── Records for this task

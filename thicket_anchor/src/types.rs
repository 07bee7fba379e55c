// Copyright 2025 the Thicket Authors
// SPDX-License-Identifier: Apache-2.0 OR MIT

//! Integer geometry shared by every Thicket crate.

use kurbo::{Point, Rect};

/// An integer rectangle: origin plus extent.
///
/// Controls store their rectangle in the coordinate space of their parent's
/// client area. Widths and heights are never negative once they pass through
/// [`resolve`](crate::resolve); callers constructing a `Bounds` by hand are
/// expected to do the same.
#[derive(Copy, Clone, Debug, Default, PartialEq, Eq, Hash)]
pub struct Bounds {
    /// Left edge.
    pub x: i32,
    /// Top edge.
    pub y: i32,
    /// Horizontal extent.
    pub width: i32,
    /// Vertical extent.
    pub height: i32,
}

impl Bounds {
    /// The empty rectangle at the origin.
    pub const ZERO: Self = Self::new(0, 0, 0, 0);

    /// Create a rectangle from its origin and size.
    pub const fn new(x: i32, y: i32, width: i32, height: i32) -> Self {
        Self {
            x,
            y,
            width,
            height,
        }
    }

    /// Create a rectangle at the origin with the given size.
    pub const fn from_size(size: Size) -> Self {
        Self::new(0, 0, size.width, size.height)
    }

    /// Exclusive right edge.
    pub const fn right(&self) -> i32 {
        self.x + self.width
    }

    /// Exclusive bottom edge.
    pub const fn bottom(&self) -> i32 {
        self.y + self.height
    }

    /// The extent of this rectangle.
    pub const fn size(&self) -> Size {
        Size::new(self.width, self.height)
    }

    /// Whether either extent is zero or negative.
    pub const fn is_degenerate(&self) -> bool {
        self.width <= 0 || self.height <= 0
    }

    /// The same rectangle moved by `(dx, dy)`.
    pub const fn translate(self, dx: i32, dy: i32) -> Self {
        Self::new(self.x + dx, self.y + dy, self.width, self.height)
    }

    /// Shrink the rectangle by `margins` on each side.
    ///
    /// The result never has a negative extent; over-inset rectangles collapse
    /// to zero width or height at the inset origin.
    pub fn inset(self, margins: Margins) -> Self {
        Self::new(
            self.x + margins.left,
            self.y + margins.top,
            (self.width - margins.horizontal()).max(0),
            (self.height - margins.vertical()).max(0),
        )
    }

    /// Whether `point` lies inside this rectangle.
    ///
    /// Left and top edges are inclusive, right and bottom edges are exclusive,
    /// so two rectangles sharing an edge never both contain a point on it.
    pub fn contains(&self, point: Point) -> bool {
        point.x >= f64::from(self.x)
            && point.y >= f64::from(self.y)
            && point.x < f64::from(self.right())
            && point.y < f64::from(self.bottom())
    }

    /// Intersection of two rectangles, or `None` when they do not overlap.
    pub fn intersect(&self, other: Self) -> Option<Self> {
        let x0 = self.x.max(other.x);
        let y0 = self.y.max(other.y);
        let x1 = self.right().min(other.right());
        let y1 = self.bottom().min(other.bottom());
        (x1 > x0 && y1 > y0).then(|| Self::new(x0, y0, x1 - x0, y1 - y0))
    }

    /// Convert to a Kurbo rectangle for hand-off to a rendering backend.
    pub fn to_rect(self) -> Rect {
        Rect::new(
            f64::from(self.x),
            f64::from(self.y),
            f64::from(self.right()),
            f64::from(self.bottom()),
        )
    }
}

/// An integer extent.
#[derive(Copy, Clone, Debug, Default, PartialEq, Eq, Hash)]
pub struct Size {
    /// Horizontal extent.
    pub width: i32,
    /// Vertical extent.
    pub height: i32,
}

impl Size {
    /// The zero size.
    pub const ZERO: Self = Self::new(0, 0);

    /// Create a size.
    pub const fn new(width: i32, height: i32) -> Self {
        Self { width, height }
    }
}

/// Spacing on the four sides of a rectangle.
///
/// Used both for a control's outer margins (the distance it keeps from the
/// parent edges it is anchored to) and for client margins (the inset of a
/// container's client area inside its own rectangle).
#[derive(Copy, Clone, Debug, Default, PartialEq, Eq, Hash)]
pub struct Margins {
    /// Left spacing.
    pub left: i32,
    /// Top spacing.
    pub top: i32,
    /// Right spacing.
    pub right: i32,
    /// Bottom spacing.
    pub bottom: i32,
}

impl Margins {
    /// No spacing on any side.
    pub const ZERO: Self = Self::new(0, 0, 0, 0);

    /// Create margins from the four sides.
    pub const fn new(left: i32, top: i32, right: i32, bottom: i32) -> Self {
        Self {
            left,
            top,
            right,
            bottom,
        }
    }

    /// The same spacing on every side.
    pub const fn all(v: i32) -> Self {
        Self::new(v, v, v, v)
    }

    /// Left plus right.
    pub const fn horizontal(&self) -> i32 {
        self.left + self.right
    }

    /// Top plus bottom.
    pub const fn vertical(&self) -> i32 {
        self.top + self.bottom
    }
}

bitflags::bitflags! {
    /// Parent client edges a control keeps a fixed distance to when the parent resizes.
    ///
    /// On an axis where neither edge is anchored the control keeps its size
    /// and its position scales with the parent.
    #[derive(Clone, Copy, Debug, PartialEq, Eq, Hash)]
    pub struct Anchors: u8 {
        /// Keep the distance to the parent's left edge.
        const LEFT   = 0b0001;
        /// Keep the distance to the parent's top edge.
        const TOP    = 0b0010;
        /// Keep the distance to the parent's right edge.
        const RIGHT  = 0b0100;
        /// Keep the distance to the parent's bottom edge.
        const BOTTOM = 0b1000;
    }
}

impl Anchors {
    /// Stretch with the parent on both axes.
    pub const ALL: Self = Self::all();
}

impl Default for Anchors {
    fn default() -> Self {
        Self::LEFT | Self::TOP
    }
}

────
── Records for this task

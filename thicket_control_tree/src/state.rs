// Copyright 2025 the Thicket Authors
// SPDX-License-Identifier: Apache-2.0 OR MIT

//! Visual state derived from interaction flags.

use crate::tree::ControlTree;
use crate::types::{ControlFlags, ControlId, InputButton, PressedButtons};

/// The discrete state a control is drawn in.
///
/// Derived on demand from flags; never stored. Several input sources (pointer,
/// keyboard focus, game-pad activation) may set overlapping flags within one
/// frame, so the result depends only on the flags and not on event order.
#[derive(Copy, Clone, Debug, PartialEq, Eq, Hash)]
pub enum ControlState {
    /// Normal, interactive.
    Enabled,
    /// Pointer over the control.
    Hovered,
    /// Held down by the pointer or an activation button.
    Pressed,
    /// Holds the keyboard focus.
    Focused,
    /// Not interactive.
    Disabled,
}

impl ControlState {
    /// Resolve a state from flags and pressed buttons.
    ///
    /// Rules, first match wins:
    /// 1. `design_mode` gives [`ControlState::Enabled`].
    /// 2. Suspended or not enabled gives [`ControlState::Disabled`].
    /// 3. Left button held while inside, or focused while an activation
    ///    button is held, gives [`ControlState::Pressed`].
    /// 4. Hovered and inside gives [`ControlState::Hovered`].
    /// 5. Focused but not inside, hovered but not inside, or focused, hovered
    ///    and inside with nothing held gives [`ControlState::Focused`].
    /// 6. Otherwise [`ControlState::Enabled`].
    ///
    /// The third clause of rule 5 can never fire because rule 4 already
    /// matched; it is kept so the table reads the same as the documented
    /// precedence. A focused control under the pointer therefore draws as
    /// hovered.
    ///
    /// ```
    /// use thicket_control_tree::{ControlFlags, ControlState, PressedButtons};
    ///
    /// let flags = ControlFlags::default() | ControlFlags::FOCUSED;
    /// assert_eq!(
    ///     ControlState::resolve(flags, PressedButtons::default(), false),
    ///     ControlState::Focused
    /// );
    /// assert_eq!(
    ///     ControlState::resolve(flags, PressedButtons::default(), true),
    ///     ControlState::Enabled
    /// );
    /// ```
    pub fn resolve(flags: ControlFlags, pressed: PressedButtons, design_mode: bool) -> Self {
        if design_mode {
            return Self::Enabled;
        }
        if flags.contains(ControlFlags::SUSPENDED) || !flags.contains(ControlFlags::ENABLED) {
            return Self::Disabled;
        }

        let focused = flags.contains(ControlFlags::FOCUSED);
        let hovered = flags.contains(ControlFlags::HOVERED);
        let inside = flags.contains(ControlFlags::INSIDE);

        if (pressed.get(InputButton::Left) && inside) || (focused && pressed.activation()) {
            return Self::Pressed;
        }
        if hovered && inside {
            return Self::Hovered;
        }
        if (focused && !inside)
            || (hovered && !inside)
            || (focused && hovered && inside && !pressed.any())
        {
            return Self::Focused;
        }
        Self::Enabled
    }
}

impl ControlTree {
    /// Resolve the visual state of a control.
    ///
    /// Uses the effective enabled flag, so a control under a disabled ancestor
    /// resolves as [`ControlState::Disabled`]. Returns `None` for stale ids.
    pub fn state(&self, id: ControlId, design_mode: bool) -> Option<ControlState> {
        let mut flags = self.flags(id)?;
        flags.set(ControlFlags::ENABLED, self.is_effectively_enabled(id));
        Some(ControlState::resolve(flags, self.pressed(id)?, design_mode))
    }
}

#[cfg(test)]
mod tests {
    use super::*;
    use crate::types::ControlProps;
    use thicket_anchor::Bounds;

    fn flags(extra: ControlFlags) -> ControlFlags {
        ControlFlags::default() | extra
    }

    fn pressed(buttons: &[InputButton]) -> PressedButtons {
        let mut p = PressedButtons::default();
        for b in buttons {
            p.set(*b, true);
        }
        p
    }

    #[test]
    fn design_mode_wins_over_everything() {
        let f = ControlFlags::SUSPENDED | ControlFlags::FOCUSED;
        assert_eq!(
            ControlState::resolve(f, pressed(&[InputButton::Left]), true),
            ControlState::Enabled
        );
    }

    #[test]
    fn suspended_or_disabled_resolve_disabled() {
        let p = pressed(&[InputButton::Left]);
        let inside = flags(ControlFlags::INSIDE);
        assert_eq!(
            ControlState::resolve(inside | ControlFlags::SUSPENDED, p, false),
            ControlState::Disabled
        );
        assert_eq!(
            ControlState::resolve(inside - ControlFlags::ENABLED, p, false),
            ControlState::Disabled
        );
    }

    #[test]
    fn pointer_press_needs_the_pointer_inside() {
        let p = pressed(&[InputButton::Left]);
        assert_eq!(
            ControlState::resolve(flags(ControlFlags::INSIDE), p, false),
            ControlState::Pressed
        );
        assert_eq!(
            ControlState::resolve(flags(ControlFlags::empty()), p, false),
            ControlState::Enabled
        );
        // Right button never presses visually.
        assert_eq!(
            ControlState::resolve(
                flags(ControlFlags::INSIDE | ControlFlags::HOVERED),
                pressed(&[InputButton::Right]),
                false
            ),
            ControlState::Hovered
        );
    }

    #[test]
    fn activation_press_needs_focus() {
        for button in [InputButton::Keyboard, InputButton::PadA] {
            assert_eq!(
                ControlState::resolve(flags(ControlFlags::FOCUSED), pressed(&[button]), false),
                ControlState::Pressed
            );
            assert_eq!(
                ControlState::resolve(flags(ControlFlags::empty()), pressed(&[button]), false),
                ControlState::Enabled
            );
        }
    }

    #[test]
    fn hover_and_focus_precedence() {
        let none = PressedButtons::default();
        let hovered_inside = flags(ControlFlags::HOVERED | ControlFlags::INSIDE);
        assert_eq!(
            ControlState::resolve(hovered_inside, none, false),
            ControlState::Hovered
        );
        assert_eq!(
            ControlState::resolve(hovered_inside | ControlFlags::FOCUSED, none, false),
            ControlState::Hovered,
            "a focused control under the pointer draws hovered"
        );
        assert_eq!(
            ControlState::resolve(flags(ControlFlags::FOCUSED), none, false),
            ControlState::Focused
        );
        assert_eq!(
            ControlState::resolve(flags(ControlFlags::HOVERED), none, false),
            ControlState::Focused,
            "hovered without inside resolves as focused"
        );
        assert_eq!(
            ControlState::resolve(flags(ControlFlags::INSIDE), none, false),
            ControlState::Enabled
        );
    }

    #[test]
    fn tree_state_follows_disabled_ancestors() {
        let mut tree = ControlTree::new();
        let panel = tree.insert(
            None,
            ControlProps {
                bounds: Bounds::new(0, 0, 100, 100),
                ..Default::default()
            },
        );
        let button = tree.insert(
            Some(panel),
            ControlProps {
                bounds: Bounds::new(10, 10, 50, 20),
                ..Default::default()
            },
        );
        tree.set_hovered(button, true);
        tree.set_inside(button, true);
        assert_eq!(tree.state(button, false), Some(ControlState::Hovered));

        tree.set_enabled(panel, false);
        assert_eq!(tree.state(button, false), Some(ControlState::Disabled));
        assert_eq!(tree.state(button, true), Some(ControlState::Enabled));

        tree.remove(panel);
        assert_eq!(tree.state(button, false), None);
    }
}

────
── Records for this task

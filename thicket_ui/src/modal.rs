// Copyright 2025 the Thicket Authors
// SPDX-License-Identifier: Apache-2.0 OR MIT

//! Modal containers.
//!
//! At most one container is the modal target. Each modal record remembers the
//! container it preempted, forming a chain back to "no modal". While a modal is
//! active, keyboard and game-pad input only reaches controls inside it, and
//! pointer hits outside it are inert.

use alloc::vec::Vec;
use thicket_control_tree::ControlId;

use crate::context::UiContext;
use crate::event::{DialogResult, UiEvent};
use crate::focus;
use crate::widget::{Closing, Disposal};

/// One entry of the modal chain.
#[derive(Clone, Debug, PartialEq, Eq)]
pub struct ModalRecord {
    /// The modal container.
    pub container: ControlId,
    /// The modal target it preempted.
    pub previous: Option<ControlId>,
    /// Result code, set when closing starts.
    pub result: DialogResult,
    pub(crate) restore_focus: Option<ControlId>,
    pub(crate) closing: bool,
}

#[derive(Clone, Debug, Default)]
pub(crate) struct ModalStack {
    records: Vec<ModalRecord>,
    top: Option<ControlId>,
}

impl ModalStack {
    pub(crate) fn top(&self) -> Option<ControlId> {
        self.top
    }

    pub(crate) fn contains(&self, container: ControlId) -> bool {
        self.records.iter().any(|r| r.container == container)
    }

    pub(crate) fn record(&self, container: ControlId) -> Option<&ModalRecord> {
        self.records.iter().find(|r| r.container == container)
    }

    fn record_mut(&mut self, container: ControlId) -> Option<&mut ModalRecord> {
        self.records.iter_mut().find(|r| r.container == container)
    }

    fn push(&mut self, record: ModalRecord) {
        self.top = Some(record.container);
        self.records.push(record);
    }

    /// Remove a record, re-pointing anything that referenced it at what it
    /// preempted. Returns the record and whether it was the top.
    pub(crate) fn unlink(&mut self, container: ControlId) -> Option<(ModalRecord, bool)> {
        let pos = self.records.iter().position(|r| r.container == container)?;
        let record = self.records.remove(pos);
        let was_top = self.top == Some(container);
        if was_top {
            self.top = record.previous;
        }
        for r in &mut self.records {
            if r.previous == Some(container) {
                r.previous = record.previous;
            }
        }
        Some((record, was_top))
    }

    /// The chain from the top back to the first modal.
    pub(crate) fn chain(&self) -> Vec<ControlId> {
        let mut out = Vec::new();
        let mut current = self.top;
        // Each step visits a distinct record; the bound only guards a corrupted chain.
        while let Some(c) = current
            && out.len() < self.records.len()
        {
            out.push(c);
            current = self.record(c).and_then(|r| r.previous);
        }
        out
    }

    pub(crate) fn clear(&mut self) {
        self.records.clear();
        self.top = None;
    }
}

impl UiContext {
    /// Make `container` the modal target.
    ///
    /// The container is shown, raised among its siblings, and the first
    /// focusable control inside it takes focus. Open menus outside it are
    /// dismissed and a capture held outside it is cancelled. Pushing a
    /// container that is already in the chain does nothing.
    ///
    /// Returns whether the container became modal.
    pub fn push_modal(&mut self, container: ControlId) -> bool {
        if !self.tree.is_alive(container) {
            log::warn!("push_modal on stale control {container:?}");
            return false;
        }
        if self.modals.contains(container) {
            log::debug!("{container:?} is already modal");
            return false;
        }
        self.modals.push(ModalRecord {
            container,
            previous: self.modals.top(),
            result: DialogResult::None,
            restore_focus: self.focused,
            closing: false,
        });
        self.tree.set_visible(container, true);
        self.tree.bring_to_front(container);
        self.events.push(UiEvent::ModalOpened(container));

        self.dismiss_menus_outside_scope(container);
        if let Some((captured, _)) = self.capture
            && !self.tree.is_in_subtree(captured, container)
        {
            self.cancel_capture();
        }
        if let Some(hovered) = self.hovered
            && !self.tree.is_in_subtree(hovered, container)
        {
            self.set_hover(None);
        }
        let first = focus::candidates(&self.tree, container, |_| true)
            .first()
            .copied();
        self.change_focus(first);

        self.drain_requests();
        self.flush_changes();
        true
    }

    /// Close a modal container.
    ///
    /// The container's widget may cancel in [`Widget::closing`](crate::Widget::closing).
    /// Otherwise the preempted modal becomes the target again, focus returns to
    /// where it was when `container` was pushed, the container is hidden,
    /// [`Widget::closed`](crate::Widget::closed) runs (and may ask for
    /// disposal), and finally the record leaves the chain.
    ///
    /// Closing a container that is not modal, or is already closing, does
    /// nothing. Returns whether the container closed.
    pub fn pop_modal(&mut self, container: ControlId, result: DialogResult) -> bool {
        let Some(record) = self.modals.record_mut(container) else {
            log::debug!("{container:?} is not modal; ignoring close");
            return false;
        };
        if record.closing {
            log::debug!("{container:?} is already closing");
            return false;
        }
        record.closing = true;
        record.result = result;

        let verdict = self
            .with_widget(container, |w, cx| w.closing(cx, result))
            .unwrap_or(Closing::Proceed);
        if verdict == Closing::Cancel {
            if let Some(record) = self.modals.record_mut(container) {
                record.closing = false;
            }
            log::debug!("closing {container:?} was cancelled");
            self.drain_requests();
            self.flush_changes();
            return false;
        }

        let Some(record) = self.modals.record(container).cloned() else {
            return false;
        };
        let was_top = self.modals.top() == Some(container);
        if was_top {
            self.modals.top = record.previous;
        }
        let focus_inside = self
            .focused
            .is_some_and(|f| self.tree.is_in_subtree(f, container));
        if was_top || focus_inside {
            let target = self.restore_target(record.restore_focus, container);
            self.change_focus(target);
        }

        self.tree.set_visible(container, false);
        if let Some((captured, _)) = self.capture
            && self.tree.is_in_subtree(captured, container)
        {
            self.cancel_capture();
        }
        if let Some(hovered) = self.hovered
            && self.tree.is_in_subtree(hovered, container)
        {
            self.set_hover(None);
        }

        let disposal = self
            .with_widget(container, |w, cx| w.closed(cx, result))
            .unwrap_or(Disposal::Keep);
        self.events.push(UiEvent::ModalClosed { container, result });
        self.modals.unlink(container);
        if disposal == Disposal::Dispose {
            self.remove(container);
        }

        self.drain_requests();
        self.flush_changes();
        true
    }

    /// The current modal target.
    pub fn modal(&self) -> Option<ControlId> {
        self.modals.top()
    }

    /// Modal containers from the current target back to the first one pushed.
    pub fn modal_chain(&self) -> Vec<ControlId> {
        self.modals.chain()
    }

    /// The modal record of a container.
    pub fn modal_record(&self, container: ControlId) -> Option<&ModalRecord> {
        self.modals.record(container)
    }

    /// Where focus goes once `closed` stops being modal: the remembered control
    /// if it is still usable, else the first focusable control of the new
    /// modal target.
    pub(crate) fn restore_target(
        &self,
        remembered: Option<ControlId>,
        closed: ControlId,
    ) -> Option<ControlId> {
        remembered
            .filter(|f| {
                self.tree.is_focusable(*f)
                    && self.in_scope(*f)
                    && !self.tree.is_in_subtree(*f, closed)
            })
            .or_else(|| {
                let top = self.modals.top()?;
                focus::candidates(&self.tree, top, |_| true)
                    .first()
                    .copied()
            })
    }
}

────

- Task directions:
What you give back must be the stretch above, starting at the line with "pub struct Margins" and ending at the line with "impl Default for", copied exactly.

- Solution to the problem:
pub struct Margins {
    /// Left spacing.
    pub left: i32,
    /// Top spacing.
    pub top: i32,
    /// Right spacing.
    pub right: i32,
    /// Bottom spacing.
    pub bottom: i32,
}

impl Margins {
    /// No spacing on any side.
    pub const ZERO: Self = Self::new(0, 0, 0, 0);

    /// Create margins from the four sides.
    pub const fn new(left: i32, top: i32, right: i32, bottom: i32) -> Self {
        Self {
            left,
            top,
            right,
            bottom,
        }
    }

    /// The same spacing on every side.
    pub const fn all(v: i32) -> Self {
        Self::new(v, v, v, v)
    }

    /// Left plus right.
    pub const fn horizontal(&self) -> i32 {
        self.left + self.right
    }

    /// Top plus bottom.
    pub const fn vertical(&self) -> i32 {
        self.top + self.bottom
    }
}

bitflags::bitflags! {
    /// Parent client edges a control keeps a fixed distance to when the parent resizes.
    ///
    /// On an axis where neither edge is anchored the control keeps its size
    /// and its position scales with the parent.
    #[derive(Clone, Copy, Debug, PartialEq, Eq, Hash)]
    pub struct Anchors: u8 {
        /// Keep the distance to the parent's left edge.
        const LEFT   = 0b0001;
        /// Keep the distance to the parent's top edge.
        const TOP    = 0b0010;
        /// Keep the distance to the parent's right edge.
        const RIGHT  = 0b0100;
        /// Keep the distance to the parent's bottom edge.
        const BOTTOM = 0b1000;
    }
}

impl Anchors {
    /// Stretch with the parent on both axes.
    pub const ALL: Self = Self::all();
}

impl Default for Anchors {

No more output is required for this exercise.